大雑把な考え方も添えるとこのようになります。

Mの平均は2~4くらいとされています(個人的にはもう少し多い印象を持っていますが。5、6個はあっても自然でしょう)。
10個以上あるような場合、内向性が強すぎ、現実に適応しにくい、空想的・現実逃避的な人柄が予想されています。

Mは単体で解釈されるというよりも、さまざまな記号との組み合わせて解釈せることが多いものです。
実際に臨床心理士資格試験でも上記の5項目以外はほとんど出題されていません。
詳しくは、また別の項目で解説します。
とりあえずここでは「M」という記号の存在をしっかりと把握しておきましょう。

【H9-53B、H12-28B、H17-36B、H17-36D、H17-49AB、H18-50A】


動物運動反応 FM(animal movement response)

なぜ「animal movement」なのに「FM」なのか?
という疑問を感じられた方もおられるでしょう。

動物運動反応は、ヘルマン・ロールシャッハは、その存在を確認していたものの解釈の中にそれほど含めた様子が無いのです。
コードは「F→M」としておりましたが、その後、Klopferによって「Mほどには知的な分化を必要とせず、共感性を反映しない反応」として、初めて提案されました。
この際、元々ロールシャッハさんが使っていた「F→M」という表記を活用し、「FM」を動物運動反応としたわけです。

平均は2~6とされています。
「FM」は、先述の「M」に比べてより未熟な内的な力を示すとされており、直接的な満足を得ようとする衝動、人格の原始的な欲求、食欲や睡眠欲などの基本的欲求などを反映するとされています。

そのためFM≦1の場合は、自発性や活動性の欠如、生理的なエネルギーの低下(こちらはピオトロフスキーが提唱した解釈)などを示すとしています。
対して、FM≧7の場合は、欲求充足への衝動を強く感じている、欲求不満の状態などを示すとされます。

FMは臨床心理士資格試験において、それ単体で問われたことが無いものです。
ですが、他の記号と組み合わせて出ることがあるので、しっかりと把握しておきましょう。


無生物運動反応 m(inanimate movement response)

こちらはPiotrowski(1973)によって提案されました。
文字通り、生物以外の運動にコードされます。
「旗がバタバタ揺れている」などですね。

「世界が揺れる」体験を表すとされ、欲求不満や緊張などの要素を伴うと考えられています(Klopferも内的な緊張感と関連づけている)。
自分の葛藤に対し、距離をとって眺めるという構えともされます。
これらより、解釈では何かしらの内的緊張を示しており、その代表として「葛藤」があるとされています。
ちなみに平均は0~1とされています。

内的葛藤という解釈で、臨床心理士資格試験では通しているようです。

【H14-43D、H14-44A、H17-50C】



運動反応の種類

運動反応に対しては、その運動の種類によって分類があります。
まずは片口法の分類法について、その後にエクスナー法の分類法について述べます。


片口法の分類

片口法では、運動反応の種類を「伸張運動反応」「屈曲運動反応」「阻害運動反応」に分けることができます。

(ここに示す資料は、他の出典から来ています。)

//! Configuration file support for MyChef.
//!
//! Configuration is loaded from `$XDG_CONFIG_HOME/mychef/config.toml`.

use crate::{Error, Result};
use serde::{Deserialize, Serialize};
use std::path::{Path, PathBuf};

/// Public HowToCook recipe dump
pub const DEFAULT_RECIPES_URL: &str =
    "https://weilei.site/all_recipes.json";

/// Application configuration
#[derive(Clone, Debug, Serialize, Deserialize, Default)]
pub struct Config {
    #[serde(default)]
    pub source: SourceConfig,

    #[serde(default)]
    pub categories: CategoryNames,

    #[serde(default)]
    pub shopping: ShoppingConfig,

    #[serde(default)]
    pub recommend: RecommendConfig,
}

/// Where the catalog comes from
#[derive(Clone, Debug, Serialize, Deserialize)]
pub struct SourceConfig {
    #[serde(default = "default_remote_url")]
    pub remote_url: Option<String>,

    /// Archive read when the remote fetch fails. Unset means the bundled archive.
    #[serde(default)]
    pub archive_path: Option<PathBuf>,

    #[serde(default = "default_timeout_secs")]
    pub timeout_secs: u64,

    #[serde(default)]
    pub offline: bool,
}

impl Default for SourceConfig {
    fn default() -> Self {
        Self {
            remote_url: default_remote_url(),
            archive_path: None,
            timeout_secs: default_timeout_secs(),
            offline: false,
        }
    }
}

/// Dataset labels for the category roles the planners rely on
#[derive(Clone, Debug, Serialize, Deserialize, PartialEq)]
#[serde(default)]
pub struct CategoryNames {
    pub breakfast: String,
    pub staple: String,
    pub aquatic: String,
    pub meat: String,
    pub vegetable: String,
    pub dessert: String,
    pub soup: String,
}

impl Default for CategoryNames {
    fn default() -> Self {
        Self {
            breakfast: "早餐".into(),
            staple: "主食".into(),
            aquatic: "水产".into(),
            meat: "荤菜".into(),
            vegetable: "素菜".into(),
            dessert: "甜品".into(),
            soup: "汤羹".into(),
        }
    }
}

/// Keyword lists for shopping buckets, checked spice → fresh → pantry
#[derive(Clone, Debug, Serialize, Deserialize)]
pub struct ShoppingConfig {
    #[serde(default = "default_spice_keywords")]
    pub spice_keywords: Vec<String>,

    #[serde(default = "default_fresh_keywords")]
    pub fresh_keywords: Vec<String>,

    #[serde(default = "default_pantry_keywords")]
    pub pantry_keywords: Vec<String>,
}

impl Default for ShoppingConfig {
    fn default() -> Self {
        Self {
            spice_keywords: default_spice_keywords(),
            fresh_keywords: default_fresh_keywords(),
            pantry_keywords: default_pantry_keywords(),
        }
    }
}

/// Quick recommendation parameters
#[derive(Clone, Debug, Serialize, Deserialize)]
pub struct RecommendConfig {
    /// Meat types tried in order when filling the meat quota
    #[serde(default = "default_meat_keywords")]
    pub meat_keywords: Vec<String>,

    /// Groups larger than this get a dedicated fish dish
    #[serde(default = "default_fish_dish_threshold")]
    pub fish_dish_threshold: u32,
}

impl Default for RecommendConfig {
    fn default() -> Self {
        Self {
            meat_keywords: default_meat_keywords(),
            fish_dish_threshold: default_fish_dish_threshold(),
        }
    }
}

// Default value functions
fn default_remote_url() -> Option<String> {
    Some(DEFAULT_RECIPES_URL.into())
}

fn default_timeout_secs() -> u64 {
    10
}

fn strings(items: &[&str]) -> Vec<String> {
    items.iter().map(|s| s.to_string()).collect()
}

fn default_spice_keywords() -> Vec<String> {
    strings(&[
        "盐", "糖", "酱油", "生抽", "老抽", "醋", "料酒", "蚝油", "花椒", "八角", "桂皮",
        "香叶", "胡椒", "辣椒粉", "孜然", "五香粉", "十三香", "味精", "鸡精", "豆瓣酱",
        "淀粉",
    ])
}

fn default_fresh_keywords() -> Vec<String> {
    strings(&[
        "肉", "排骨", "鸡", "鸭", "鱼", "虾", "蟹", "贝", "蛋", "豆腐", "菜", "葱", "姜",
        "蒜", "椒", "瓜", "茄", "番茄", "西红柿", "土豆", "萝卜", "菇", "笋", "芹", "藕",
        "豆芽", "牛奶", "水果",
    ])
}

fn default_pantry_keywords() -> Vec<String> {
    strings(&[
        "米", "面", "粉", "油", "豆", "干", "罐头", "芝麻", "花生", "木耳", "粉丝", "腐竹",
        "红枣", "枸杞",
    ])
}

fn default_meat_keywords() -> Vec<String> {
    strings(&["猪肉", "鸡肉", "牛肉", "羊肉", "鸭肉", "鱼肉"])
}

fn default_fish_dish_threshold() -> u32 {
    8
}

impl Config {
    /// Load configuration from the standard config path
    pub fn load() -> Result<Self> {
        let config_path = Self::default_config_path();
        if config_path.exists() {
            Self::load_from(&config_path)
        } else {
            tracing::info!(
                "No config file found at {:?}, using defaults",
                config_path
            );
            Ok(Self::default())
        }
    }

    /// Load configuration from a specific path
    pub fn load_from(path: &Path) -> Result<Self> {
        let contents = std::fs::read_to_string(path)?;
        let config: Config = toml::from_str(&contents)?;
        config.validate()?;
        tracing::info!("Loaded config from {:?}", path);
        Ok(config)
    }

    /// Get the default config file path
    pub fn default_config_path() -> PathBuf {
        let base = dirs::config_dir().unwrap_or_else(|| {
            dirs::home_dir()
                .unwrap_or_else(|| PathBuf::from("."))
                .join(".config")
        });
        base.join("mychef").join("config.toml")
    }

    /// Save the current configuration to a specific path
    pub fn save_to(&self, path: &Path) -> Result<()> {
        if let Some(parent) = path.parent() {
            std::fs::create_dir_all(parent)?;
        }

        let contents = toml::to_string_pretty(self)
            .map_err(|e| Error::Config(format!("Failed to serialize config: {}", e)))?;
        std::fs::write(path, contents)?;
        tracing::info!("Saved config to {:?}", path);
        Ok(())
    }

    /// Reject settings the planners cannot work with
    pub fn validate(&self) -> Result<()> {
        let c = &self.categories;
        let labels = [
            &c.breakfast,
            &c.staple,
            &c.aquatic,
            &c.meat,
            &c.vegetable,
            &c.dessert,
            &c.soup,
        ];
        if labels.iter().any(|l| l.trim().is_empty()) {
            return Err(Error::Config("Category labels must not be empty".into()));
        }

        let keyword_lists = [
            &self.shopping.spice_keywords,
            &self.shopping.fresh_keywords,
            &self.shopping.pantry_keywords,
            &self.recommend.meat_keywords,
        ];
        if keyword_lists
            .iter()
            .any(|list| list.iter().any(|k| k.is_empty()))
        {
            // An empty keyword would match every ingredient name
            return Err(Error::Config("Keywords must not be empty strings".into()));
        }

        if self.source.timeout_secs == 0 {
            return Err(Error::Config("source.timeout_secs must be positive".into()));
        }

        Ok(())
    }
}
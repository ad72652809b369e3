//! The four operations offered to callers.
//!
//! `Cookbook` owns a shared, read-only catalog and the configuration. Every
//! call works on its own pools, so one `Cookbook` can serve concurrent
//! requests from several threads.

use crate::config::Config;
use crate::filter::{filter_recipes, Exclusions};
use crate::planner::build_weekly_plan;
use crate::random::IndexSource;
use crate::recommend::recommend_dishes;
use crate::{
    Catalog, DishRecommendation, Error, NameOnlyRecipe, Result, SimpleRecipe, WeeklyMealPlan,
};
use std::sync::Arc;

/// Smallest supported household
pub const MIN_PEOPLE: u32 = 1;
/// Largest supported household
pub const MAX_PEOPLE: u32 = 10;

/// Parameters of a weekly plan request
#[derive(Clone, Debug, Default)]
pub struct MealRequest {
    pub allergies: Vec<String>,
    pub avoid_items: Vec<String>,
    pub people_count: u32,
}

impl MealRequest {
    pub fn for_people(people_count: u32) -> Self {
        Self {
            people_count,
            ..Self::default()
        }
    }
}

#[derive(Clone, Debug)]
pub struct Cookbook {
    catalog: Arc<Catalog>,
    config: Config,
}

impl Cookbook {
    pub fn new(catalog: Arc<Catalog>, config: Config) -> Self {
        Self { catalog, config }
    }

    pub fn catalog(&self) -> &Catalog {
        &self.catalog
    }

    pub fn config(&self) -> &Config {
        &self.config
    }

    /// Known categories, in first-seen order
    pub fn categories(&self) -> &[String] {
        &self.catalog.categories
    }

    /// Name and description of every recipe
    pub fn get_all_recipes(&self) -> Vec<NameOnlyRecipe> {
        self.catalog.name_only()
    }

    /// Simplified recipes of one known category
    pub fn get_recipes_by_category(&self, category: &str) -> Result<Vec<SimpleRecipe>> {
        self.catalog.simplified_by_category(category)
    }

    /// Build a week of meals that avoids the requested ingredients
    pub fn recommend_meals(
        &self,
        request: &MealRequest,
        rng: &mut dyn IndexSource,
    ) -> Result<WeeklyMealPlan> {
        check_people_count(request.people_count)?;

        let exclusions = Exclusions::new(&request.allergies, &request.avoid_items);
        let candidates = filter_recipes(&self.catalog.recipes, &exclusions);

        tracing::info!(
            "Planning a week for {} people from {} of {} recipes",
            request.people_count,
            candidates.len(),
            self.catalog.len()
        );

        let draft = build_weekly_plan(
            &candidates,
            request.people_count,
            &self.config.categories,
            rng,
        );
        Ok(draft.into_meal_plan(&self.config.shopping))
    }

    /// Recommend one dish combination for a group
    pub fn what_to_eat(
        &self,
        people_count: u32,
        with_groceries: bool,
        rng: &mut dyn IndexSource,
    ) -> Result<DishRecommendation> {
        check_people_count(people_count)?;

        let selection = recommend_dishes(
            &self.catalog.recipes,
            people_count,
            &self.config.categories,
            &self.config.recommend,
            rng,
        );

        let shopping = with_groceries.then_some(&self.config.shopping);
        Ok(selection.into_recommendation(people_count, shopping))
    }
}

fn check_people_count(people_count: u32) -> Result<()> {
    if (MIN_PEOPLE..=MAX_PEOPLE).contains(&people_count) {
        Ok(())
    } else {
        Err(Error::InvalidPeopleCount(people_count))
    }
}
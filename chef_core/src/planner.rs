//! Weekly meal plan builder.
//!
//! Builds five weekdays and two weekend days of breakfast/lunch/dinner from
//! per-request category pools:
//! - Breakfast always draws from the breakfast pool
//! - Weekday lunch mixes staple, aquatic, meat, vegetable and dessert
//! - Weekday dinner adds soup to the lunch mix
//! - Weekend lunch and dinner alternate meat and aquatic, falling back to staple
//!
//! A slot that cannot be filled to its target is left short. That is a valid
//! outcome, not an error.

use crate::aggregate::IngredientAggregator;
use crate::config::{CategoryNames, ShoppingConfig};
use crate::pools::CategoryPools;
use crate::random::IndexSource;
use crate::shopping::build_grocery_list;
use crate::{DayPlan, Recipe, SimpleRecipe, WeeklyMealPlan};

pub const WEEKDAY_LABELS: [&str; 5] = ["周一", "周二", "周三", "周四", "周五"];
pub const WEEKEND_LABELS: [&str; 2] = ["周六", "周日"];

/// Target dish counts per slot for a given household size
#[derive(Clone, Copy, Debug, PartialEq, Eq)]
pub struct PlanSizing {
    pub weekday_breakfast: u32,
    /// Weekday lunch and dinner dish count
    pub meal_count: u32,
    pub weekend_breakfast: u32,
    /// Weekend lunch and dinner dish count
    pub weekend_meal_count: u32,
}

impl PlanSizing {
    pub fn for_people(people_count: u32) -> Self {
        let meal_count = people_count.div_ceil(3).max(2);
        let weekend_extra = if people_count <= 4 { 1 } else { 2 };

        Self {
            weekday_breakfast: people_count.div_ceil(5).max(1),
            meal_count,
            weekend_breakfast: people_count.div_ceil(3).max(2),
            weekend_meal_count: meal_count + weekend_extra,
        }
    }
}

/// Days of a generated week plus every recipe drawn for them
#[derive(Clone, Debug)]
pub struct WeeklyPlanDraft<'a> {
    pub sizing: PlanSizing,
    pub weekdays: Vec<DayPlan>,
    pub weekend: Vec<DayPlan>,
    /// Every drawn recipe in draw order, input to grocery aggregation
    pub selected: Vec<&'a Recipe>,
}

impl<'a> WeeklyPlanDraft<'a> {
    /// Aggregate the drawn recipes into a grocery list and finish the plan
    pub fn into_meal_plan(self, shopping: &ShoppingConfig) -> WeeklyMealPlan {
        let mut aggregator = IngredientAggregator::new();
        for recipe in &self.selected {
            aggregator.add_recipe(recipe);
        }

        WeeklyMealPlan {
            weekdays: self.weekdays,
            weekend: self.weekend,
            grocery_list: build_grocery_list(aggregator.into_sorted(), shopping),
        }
    }
}

/// Build a week of meals from already filtered recipes
pub fn build_weekly_plan<'a>(
    recipes: &[&'a Recipe],
    people_count: u32,
    names: &CategoryNames,
    rng: &mut dyn IndexSource,
) -> WeeklyPlanDraft<'a> {
    let sizing = PlanSizing::for_people(people_count);
    let mut run = PlanRun {
        pools: CategoryPools::from_recipes(recipes.iter().copied()),
        names,
        rng,
        selected: Vec::new(),
    };

    tracing::debug!(
        "Building weekly plan for {} people from {} recipes ({:?})",
        people_count,
        recipes.len(),
        sizing
    );

    let lunch_mix = [
        names.staple.as_str(),
        names.aquatic.as_str(),
        names.meat.as_str(),
        names.vegetable.as_str(),
        names.dessert.as_str(),
    ];
    let dinner_mix = [
        names.staple.as_str(),
        names.aquatic.as_str(),
        names.meat.as_str(),
        names.vegetable.as_str(),
        names.dessert.as_str(),
        names.soup.as_str(),
    ];

    let weekdays = WEEKDAY_LABELS
        .iter()
        .map(|label| {
            let mut day = DayPlan::new(*label);
            day.breakfast = run.breakfast(sizing.weekday_breakfast);
            day.lunch = run.mixed(sizing.meal_count, &lunch_mix);
            day.dinner = run.mixed(sizing.meal_count, &dinner_mix);
            run.note_shortfall(&day, sizing.weekday_breakfast, sizing.meal_count);
            day
        })
        .collect();

    let weekend = WEEKEND_LABELS
        .iter()
        .map(|label| {
            let mut day = DayPlan::new(*label);
            day.breakfast = run.breakfast(sizing.weekend_breakfast);
            day.lunch = run.alternating(sizing.weekend_meal_count);
            day.dinner = run.alternating(sizing.weekend_meal_count);
            run.note_shortfall(&day, sizing.weekend_breakfast, sizing.weekend_meal_count);
            day
        })
        .collect();

    WeeklyPlanDraft {
        sizing,
        weekdays,
        weekend,
        selected: run.selected,
    }
}

/// Mutable state of one generation run
struct PlanRun<'a, 'r> {
    pools: CategoryPools<'a>,
    names: &'r CategoryNames,
    rng: &'r mut dyn IndexSource,
    selected: Vec<&'a Recipe>,
}

impl<'a, 'r> PlanRun<'a, 'r> {
    fn take(&mut self, recipe: &'a Recipe) -> SimpleRecipe {
        self.selected.push(recipe);
        SimpleRecipe::from(recipe)
    }

    fn breakfast(&mut self, count: u32) -> Vec<SimpleRecipe> {
        let mut dishes = Vec::new();
        for _ in 0..count {
            let Some(recipe) = self.pools.draw(&self.names.breakfast, &mut *self.rng) else {
                break;
            };
            dishes.push(self.take(recipe));
        }
        dishes
    }

    fn mixed(&mut self, count: u32, categories: &[&str]) -> Vec<SimpleRecipe> {
        let mut dishes = Vec::new();
        for _ in 0..count {
            if let Some(recipe) = self.pools.draw_from_any(categories, &mut *self.rng) {
                dishes.push(self.take(recipe));
            }
        }
        dishes
    }

    /// Even slots draw meat, odd slots aquatic; staple covers either gap
    fn alternating(&mut self, count: u32) -> Vec<SimpleRecipe> {
        let mut dishes = Vec::new();
        for slot in 0..count {
            let target = if slot % 2 == 0 {
                &self.names.meat
            } else {
                &self.names.aquatic
            };

            let recipe = match self.pools.draw(target, &mut *self.rng) {
                Some(recipe) => Some(recipe),
                None => self.pools.draw(&self.names.staple, &mut *self.rng),
            };

            if let Some(recipe) = recipe {
                dishes.push(self.take(recipe));
            }
        }
        dishes
    }

    fn note_shortfall(&self, day: &DayPlan, breakfast_target: u32, meal_target: u32) {
        let short = day.breakfast.len() < breakfast_target as usize
            || day.lunch.len() < meal_target as usize
            || day.dinner.len() < meal_target as usize;
        if short {
            tracing::debug!(
                "{} under-filled: breakfast {}/{}, lunch {}/{}, dinner {}/{}",
                day.day,
                day.breakfast.len(),
                breakfast_target,
                day.lunch.len(),
                meal_target,
                day.dinner.len(),
                meal_target
            );
        }
    }
}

伸張運動反応は、「踊っている」「飛び上がっている」などが代表的で、重力を克服するような運動反応を指します。
「神経症的抑制をもっているが、強い自己主張を持つ積極的な人」と解釈されることが多く、以下のような特徴を持つとされます。
  • 積極的に自己を主張し、自分の能力に自信を持ち、他者に頼らず目標を追求する
  • 葛藤や欲求不満に直面して不安を感じたとき、自分の知能や経験によって問題を処理する方法を考え、改善しようとする
  • 他人を考慮しない傾向とみられることも
臨床心理士資格試験では「自己主張」という設問を見たときに、こちらの反応の有無を確認することが求められます。
すなわち、自己主張が強い人はこの種の運動反応が多いということですね。

屈曲運動反応とは、「眠っている」「休んでいる」「座っている」等であり、重力のままに縮みこむ姿勢になる運動反応です。
「受動的な人で、諦観的な〈神経衰弱症〉」と解釈されることが多く、以下のような特徴があるとされます。
  • 本来、従順であり、自分よりも心理的に強い人に頼ることで責任を回避したり、その人の保護や配慮のもと、主導性や創造性や活動性を充分に発揮できる人
  • 心理療法でも治療者を優しい保護者とみなす。
なぜこのような捉え方をするのかについては、エクスナー法の解釈を見てからの方がわかりやすいかもしれません。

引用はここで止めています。